RECORDED INFORMATION:
════════

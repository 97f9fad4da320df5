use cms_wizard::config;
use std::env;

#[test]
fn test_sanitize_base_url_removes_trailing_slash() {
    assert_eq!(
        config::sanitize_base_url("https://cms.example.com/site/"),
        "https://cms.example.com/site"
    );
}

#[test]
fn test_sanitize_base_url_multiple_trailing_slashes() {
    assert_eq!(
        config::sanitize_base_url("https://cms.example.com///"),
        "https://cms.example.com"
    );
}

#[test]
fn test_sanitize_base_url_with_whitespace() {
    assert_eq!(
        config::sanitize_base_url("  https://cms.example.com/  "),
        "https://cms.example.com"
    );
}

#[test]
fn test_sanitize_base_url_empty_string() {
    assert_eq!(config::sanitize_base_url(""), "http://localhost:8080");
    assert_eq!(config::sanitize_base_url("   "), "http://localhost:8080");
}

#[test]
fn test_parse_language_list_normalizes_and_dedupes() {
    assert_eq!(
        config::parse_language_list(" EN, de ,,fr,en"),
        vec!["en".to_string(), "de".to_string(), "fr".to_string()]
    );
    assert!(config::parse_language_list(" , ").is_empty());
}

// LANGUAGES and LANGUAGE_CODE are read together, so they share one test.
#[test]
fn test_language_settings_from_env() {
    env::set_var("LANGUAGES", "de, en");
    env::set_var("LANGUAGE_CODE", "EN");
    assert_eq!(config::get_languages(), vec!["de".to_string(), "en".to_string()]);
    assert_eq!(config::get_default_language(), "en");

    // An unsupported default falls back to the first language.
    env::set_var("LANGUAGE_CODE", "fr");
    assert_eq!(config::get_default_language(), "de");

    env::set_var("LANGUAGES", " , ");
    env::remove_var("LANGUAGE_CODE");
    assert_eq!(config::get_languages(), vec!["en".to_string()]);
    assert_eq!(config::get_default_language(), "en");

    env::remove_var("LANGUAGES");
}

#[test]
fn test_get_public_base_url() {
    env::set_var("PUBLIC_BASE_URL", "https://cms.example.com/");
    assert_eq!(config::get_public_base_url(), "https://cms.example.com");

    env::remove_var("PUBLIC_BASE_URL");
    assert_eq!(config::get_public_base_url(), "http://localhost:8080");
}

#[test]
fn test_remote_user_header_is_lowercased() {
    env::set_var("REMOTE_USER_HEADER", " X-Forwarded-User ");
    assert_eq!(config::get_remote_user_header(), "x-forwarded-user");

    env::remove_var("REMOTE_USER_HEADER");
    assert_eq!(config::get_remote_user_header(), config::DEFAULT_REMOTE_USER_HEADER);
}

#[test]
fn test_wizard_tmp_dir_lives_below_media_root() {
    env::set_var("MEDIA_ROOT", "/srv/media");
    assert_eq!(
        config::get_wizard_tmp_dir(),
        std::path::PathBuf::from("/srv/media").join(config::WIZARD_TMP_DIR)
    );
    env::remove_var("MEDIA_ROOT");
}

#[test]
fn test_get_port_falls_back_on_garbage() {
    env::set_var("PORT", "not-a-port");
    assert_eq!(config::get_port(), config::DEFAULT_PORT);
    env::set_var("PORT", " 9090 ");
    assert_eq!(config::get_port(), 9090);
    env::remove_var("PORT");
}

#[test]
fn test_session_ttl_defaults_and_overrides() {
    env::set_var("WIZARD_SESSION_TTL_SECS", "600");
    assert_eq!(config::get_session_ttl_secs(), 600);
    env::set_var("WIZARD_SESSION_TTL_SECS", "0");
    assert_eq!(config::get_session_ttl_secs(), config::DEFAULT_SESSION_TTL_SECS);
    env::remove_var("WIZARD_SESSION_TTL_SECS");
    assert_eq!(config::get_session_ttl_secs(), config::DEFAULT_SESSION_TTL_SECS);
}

════════

After reading the records above, say how many lines hold the string "https", using only a number.

WRITTEN RESPONSE: 8